___ Information given
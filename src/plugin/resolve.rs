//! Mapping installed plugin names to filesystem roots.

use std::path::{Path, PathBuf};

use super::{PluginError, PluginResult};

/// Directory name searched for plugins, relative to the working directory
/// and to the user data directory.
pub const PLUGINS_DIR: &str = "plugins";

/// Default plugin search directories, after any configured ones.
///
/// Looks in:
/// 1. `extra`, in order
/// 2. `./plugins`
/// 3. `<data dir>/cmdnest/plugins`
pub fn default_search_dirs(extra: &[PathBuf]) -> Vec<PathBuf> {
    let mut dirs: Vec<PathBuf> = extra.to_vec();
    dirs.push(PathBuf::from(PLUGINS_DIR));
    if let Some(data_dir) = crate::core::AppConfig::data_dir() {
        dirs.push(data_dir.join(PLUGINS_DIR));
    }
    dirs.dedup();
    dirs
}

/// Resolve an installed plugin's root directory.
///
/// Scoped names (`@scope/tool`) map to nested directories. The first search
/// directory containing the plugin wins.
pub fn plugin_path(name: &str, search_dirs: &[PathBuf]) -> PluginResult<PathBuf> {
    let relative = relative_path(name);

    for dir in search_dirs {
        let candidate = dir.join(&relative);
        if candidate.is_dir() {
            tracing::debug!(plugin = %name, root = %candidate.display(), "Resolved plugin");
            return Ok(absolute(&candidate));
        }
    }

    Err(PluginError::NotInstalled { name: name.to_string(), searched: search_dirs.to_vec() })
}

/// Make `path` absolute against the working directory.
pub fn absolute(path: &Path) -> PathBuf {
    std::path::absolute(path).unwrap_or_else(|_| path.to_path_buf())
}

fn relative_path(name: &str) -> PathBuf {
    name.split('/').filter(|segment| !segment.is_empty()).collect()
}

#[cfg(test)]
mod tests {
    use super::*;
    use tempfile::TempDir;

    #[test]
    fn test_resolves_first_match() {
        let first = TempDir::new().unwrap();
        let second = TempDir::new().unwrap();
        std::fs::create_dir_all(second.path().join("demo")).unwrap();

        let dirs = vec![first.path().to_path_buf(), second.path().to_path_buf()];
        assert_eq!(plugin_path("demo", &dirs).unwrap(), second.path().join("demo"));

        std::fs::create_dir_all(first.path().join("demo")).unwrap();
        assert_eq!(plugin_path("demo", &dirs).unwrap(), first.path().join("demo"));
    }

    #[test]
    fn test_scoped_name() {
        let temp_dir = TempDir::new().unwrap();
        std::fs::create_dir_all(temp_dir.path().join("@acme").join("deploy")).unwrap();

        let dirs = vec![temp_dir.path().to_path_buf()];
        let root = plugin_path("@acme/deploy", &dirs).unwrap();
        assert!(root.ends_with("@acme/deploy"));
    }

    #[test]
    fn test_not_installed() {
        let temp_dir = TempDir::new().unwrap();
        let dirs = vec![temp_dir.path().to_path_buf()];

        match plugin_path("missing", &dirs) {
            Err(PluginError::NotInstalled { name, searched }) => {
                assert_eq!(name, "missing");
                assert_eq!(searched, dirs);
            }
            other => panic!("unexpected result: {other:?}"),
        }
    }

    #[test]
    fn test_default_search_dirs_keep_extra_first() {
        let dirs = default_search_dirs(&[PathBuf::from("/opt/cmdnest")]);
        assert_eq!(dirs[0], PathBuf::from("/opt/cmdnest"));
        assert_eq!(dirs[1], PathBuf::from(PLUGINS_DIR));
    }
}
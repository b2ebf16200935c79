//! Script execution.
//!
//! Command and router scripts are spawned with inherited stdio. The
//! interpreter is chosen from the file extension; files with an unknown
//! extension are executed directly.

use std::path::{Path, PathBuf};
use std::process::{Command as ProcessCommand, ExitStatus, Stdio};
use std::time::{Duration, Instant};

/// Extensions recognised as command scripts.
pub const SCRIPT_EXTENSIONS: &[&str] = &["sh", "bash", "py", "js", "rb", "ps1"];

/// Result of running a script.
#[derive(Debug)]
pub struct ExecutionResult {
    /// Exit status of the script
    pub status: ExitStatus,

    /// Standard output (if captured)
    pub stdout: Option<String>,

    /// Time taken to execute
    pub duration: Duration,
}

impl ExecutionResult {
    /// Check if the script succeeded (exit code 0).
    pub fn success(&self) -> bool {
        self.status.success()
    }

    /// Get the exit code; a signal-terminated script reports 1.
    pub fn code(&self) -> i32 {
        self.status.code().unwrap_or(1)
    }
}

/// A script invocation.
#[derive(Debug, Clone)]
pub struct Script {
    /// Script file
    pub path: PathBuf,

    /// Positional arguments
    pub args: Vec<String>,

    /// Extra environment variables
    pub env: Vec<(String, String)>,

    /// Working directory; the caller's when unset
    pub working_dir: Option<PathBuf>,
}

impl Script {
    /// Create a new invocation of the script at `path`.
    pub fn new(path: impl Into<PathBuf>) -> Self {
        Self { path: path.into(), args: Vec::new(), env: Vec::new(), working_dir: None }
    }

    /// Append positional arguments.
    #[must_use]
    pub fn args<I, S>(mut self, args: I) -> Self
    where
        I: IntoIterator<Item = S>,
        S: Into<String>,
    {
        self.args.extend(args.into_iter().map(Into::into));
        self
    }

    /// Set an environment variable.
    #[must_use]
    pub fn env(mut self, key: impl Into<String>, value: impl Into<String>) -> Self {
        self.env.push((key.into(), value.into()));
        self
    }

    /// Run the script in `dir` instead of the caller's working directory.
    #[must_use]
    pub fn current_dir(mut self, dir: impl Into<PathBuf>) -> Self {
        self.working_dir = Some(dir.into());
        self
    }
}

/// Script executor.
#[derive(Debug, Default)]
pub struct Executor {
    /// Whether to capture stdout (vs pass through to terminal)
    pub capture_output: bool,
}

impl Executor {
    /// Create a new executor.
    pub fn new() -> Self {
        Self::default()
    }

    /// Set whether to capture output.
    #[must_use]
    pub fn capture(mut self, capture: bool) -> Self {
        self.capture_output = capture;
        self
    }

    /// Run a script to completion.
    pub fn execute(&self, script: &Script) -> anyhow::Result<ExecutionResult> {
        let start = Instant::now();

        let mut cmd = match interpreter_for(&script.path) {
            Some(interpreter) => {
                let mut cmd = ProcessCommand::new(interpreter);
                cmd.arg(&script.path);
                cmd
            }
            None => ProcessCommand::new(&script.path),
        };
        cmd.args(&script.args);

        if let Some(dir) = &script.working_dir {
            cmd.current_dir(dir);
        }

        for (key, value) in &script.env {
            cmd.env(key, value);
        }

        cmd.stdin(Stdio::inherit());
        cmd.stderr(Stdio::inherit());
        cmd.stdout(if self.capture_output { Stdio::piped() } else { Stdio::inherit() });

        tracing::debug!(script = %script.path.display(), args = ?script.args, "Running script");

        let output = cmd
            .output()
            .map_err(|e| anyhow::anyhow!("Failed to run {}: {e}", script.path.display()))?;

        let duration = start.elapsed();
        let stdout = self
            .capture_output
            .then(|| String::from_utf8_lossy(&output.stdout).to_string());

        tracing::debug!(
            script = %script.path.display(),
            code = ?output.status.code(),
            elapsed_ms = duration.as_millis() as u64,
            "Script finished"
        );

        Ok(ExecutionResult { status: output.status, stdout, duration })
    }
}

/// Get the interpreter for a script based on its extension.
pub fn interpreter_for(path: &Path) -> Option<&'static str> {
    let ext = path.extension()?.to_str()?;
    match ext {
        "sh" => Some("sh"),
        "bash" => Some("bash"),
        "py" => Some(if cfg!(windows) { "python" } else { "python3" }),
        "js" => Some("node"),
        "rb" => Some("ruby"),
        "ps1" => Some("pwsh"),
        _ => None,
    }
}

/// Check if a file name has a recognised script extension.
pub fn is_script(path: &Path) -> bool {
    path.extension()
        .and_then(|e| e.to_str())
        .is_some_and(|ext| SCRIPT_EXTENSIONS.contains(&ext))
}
______
Your reply must be a faithful copy of each entry above.

** Answer below **
filename src/plugin/resolve.rs
//! Mapping installed plugin names to filesystem roots.

use std::path::{Path, PathBuf};

use super::{PluginError, PluginResult};

/// Directory name searched for plugins, relative to the working directory
/// and to the user data directory.
pub const PLUGINS_DIR: &str = "plugins";

/// Default plugin search directories, after any configured ones.
///
/// Looks in:
/// 1. `extra`, in order
/// 2. `./plugins`
/// 3. `<data dir>/cmdnest/plugins`
pub fn default_search_dirs(extra: &[PathBuf]) -> Vec<PathBuf> {
    let mut dirs: Vec<PathBuf> = extra.to_vec();
    dirs.push(PathBuf::from(PLUGINS_DIR));
    if let Some(data_dir) = crate::core::AppConfig::data_dir() {
        dirs.push(data_dir.join(PLUGINS_DIR));
    }
    dirs.dedup();
    dirs
}

/// Resolve an installed plugin's root directory.
///
/// Scoped names (`@scope/tool`) map to nested directories. The first search
/// directory containing the plugin wins.
pub fn plugin_path(name: &str, search_dirs: &[PathBuf]) -> PluginResult<PathBuf> {
    let relative = relative_path(name);

    for dir in search_dirs {
        let candidate = dir.join(&relative);
        if candidate.is_dir() {
            tracing::debug!(plugin = %name, root = %candidate.display(), "Resolved plugin");
            return Ok(absolute(&candidate));
        }
    }

    Err(PluginError::NotInstalled { name: name.to_string(), searched: search_dirs.to_vec() })
}

/// Make `path` absolute against the working directory.
pub fn absolute(path: &Path) -> PathBuf {
    std::path::absolute(path).unwrap_or_else(|_| path.to_path_buf())
}

fn relative_path(name: &str) -> PathBuf {
    name.split('/').filter(|segment| !segment.is_empty()).collect()
}

#[cfg(test)]
mod tests {
    use super::*;
    use tempfile::TempDir;

    #[test]
    fn test_resolves_first_match() {
        let first = TempDir::new().unwrap();
        let second = TempDir::new().unwrap();
        std::fs::create_dir_all(second.path().join("demo")).unwrap();

        let dirs = vec![first.path().to_path_buf(), second.path().to_path_buf()];
        assert_eq!(plugin_path("demo", &dirs).unwrap(), second.path().join("demo"));

        std::fs::create_dir_all(first.path().join("demo")).unwrap();
        assert_eq!(plugin_path("demo", &dirs).unwrap(), first.path().join("demo"));
    }

    #[test]
    fn test_scoped_name() {
        let temp_dir = TempDir::new().unwrap();
        std::fs::create_dir_all(temp_dir.path().join("@acme").join("deploy")).unwrap();

        let dirs = vec![temp_dir.path().to_path_buf()];
        let root = plugin_path("@acme/deploy", &dirs).unwrap();
        assert!(root.ends_with("@acme/deploy"));
    }

    #[test]
    fn test_not_installed() {
        let temp_dir = TempDir::new().unwrap();
        let dirs = vec![temp_dir.path().to_path_buf()];

        match plugin_path("missing", &dirs) {
            Err(PluginError::NotInstalled { name, searched }) => {
                assert_eq!(name, "missing");
                assert_eq!(searched, dirs);
            }
            other => panic!("unexpected result: {other:?}"),
        }
    }

    #[test]
    fn test_default_search_dirs_keep_extra_first() {
        let dirs = default_search_dirs(&[PathBuf::from("/opt/cmdnest")]);
        assert_eq!(dirs[0], PathBuf::from("/opt/cmdnest"));
        assert_eq!(dirs[1], PathBuf::from(PLUGINS_DIR));
    }
}
repository b2ebf16200935c79
//! Script execution.
//!
//! Command and router scripts are spawned with inherited stdio. The
//! interpreter is chosen from the file extension; files with an unknown
//! extension are executed directly.

use std::path::{Path, PathBuf};
use std::process::{Command as ProcessCommand, ExitStatus, Stdio};
use std::time::{Duration, Instant};

/// Extensions recognised as command scripts.
pub const SCRIPT_EXTENSIONS: &[&str] = &["sh", "bash", "py", "js", "rb", "ps1"];

/// Result of running a script.
#[derive(Debug)]
pub struct ExecutionResult {
    /// Exit status of the script
    pub status: ExitStatus,

    /// Standard output (if captured)
    pub stdout: Option<String>,

    /// Time taken to execute
    pub duration: Duration,
}

impl ExecutionResult {
    /// Check if the script succeeded (exit code 0).
    pub fn success(&self) -> bool {
        self.status.success()
    }

    /// Get the exit code; a signal-terminated script reports 1.
    pub fn code(&self) -> i32 {
        self.status.code().unwrap_or(1)
    }
}

/// A script invocation.
#[derive(Debug, Clone)]
pub struct Script {
    /// Script file
    pub path: PathBuf,

    /// Positional arguments
    pub args: Vec<String>,

    /// Extra environment variables
    pub env: Vec<(String, String)>,

    /// Working directory; the caller's when unset
    pub working_dir: Option<PathBuf>,
}

impl Script {
    /// Create a new invocation of the script at `path`.
    pub fn new(path: impl Into<PathBuf>) -> Self {
        Self { path: path.into(), args: Vec::new(), env: Vec::new(), working_dir: None }
    }

    /// Append positional arguments.
    #[must_use]
    pub fn args<I, S>(mut self, args: I) -> Self
    where
        I: IntoIterator<Item = S>,
        S: Into<String>,
    {
        self.args.extend(args.into_iter().map(Into::into));
        self
    }

    /// Set an environment variable.
    #[must_use]
    pub fn env(mut self, key: impl Into<String>, value: impl Into<String>) -> Self {
        self.env.push((key.into(), value.into()));
        self
    }

    /// Run the script in `dir` instead of the caller's working directory.
    #[must_use]
    pub fn current_dir(mut self, dir: impl Into<PathBuf>) -> Self {
        self.working_dir = Some(dir.into());
        self
    }
}

/// Script executor.
#[derive(Debug, Default)]
pub struct Executor {
    /// Whether to capture stdout (vs pass through to terminal)
    pub capture_output: bool,
}

impl Executor {
    /// Create a new executor.
    pub fn new() -> Self {
        Self::default()
    }

    /// Set whether to capture output.
    #[must_use]
    pub fn capture(mut self, capture: bool) -> Self {
        self.capture_output = capture;
        self
    }

    /// Run a script to completion.
    pub fn execute(&self, script: &Script) -> anyhow::Result<ExecutionResult> {
        let start = Instant::now();

        let mut cmd = match interpreter_for(&script.path) {
            Some(interpreter) => {
                let mut cmd = ProcessCommand::new(interpreter);
                cmd.arg(&script.path);
                cmd
            }
            None => ProcessCommand::new(&script.path),
        };
        cmd.args(&script.args);

        if let Some(dir) = &script.working_dir {
            cmd.current_dir(dir);
        }

        for (key, value) in &script.env {
            cmd.env(key, value);
        }

        cmd.stdin(Stdio::inherit());
        cmd.stderr(Stdio::inherit());
        cmd.stdout(if self.capture_output { Stdio::piped() } else { Stdio::inherit() });

        tracing::debug!(script = %script.path.display(), args = ?script.args, "Running script");

        let output = cmd
            .output()
            .map_err(|e| anyhow::anyhow!("Failed to run {}: {e}", script.path.display()))?;

        let duration = start.elapsed();
        let stdout = self
            .capture_output
            .then(|| String::from_utf8_lossy(&output.stdout).to_string());

        tracing::debug!(
            script = %script.path.display(),
            code = ?output.status.code(),
            elapsed_ms = duration.as_millis() as u64,
            "Script finished"
        );

        Ok(ExecutionResult { status: output.status, stdout, duration })
    }
}

/// Get the interpreter for a script based on its extension.
pub fn interpreter_for(path: &Path) -> Option<&'static str> {
    let ext = path.extension()?.to_str()?;
    match ext {
        "sh" => Some("sh"),
        "bash" => Some("bash"),
        "py" => Some(if cfg!(windows) { "python" } else { "python3" }),
        "js" => Some("node"),
        "rb" => Some("ruby"),
        "ps1" => Some("pwsh"),
        _ => None,
    }
}

/// Check if a file name has a recognised script extension.
pub fn is_script(path: &Path) -> bool {
    path.extension()
        .and_then(|e| e.to_str())
        .is_some_and(|ext| SCRIPT_EXTENSIONS.contains(&ext))
}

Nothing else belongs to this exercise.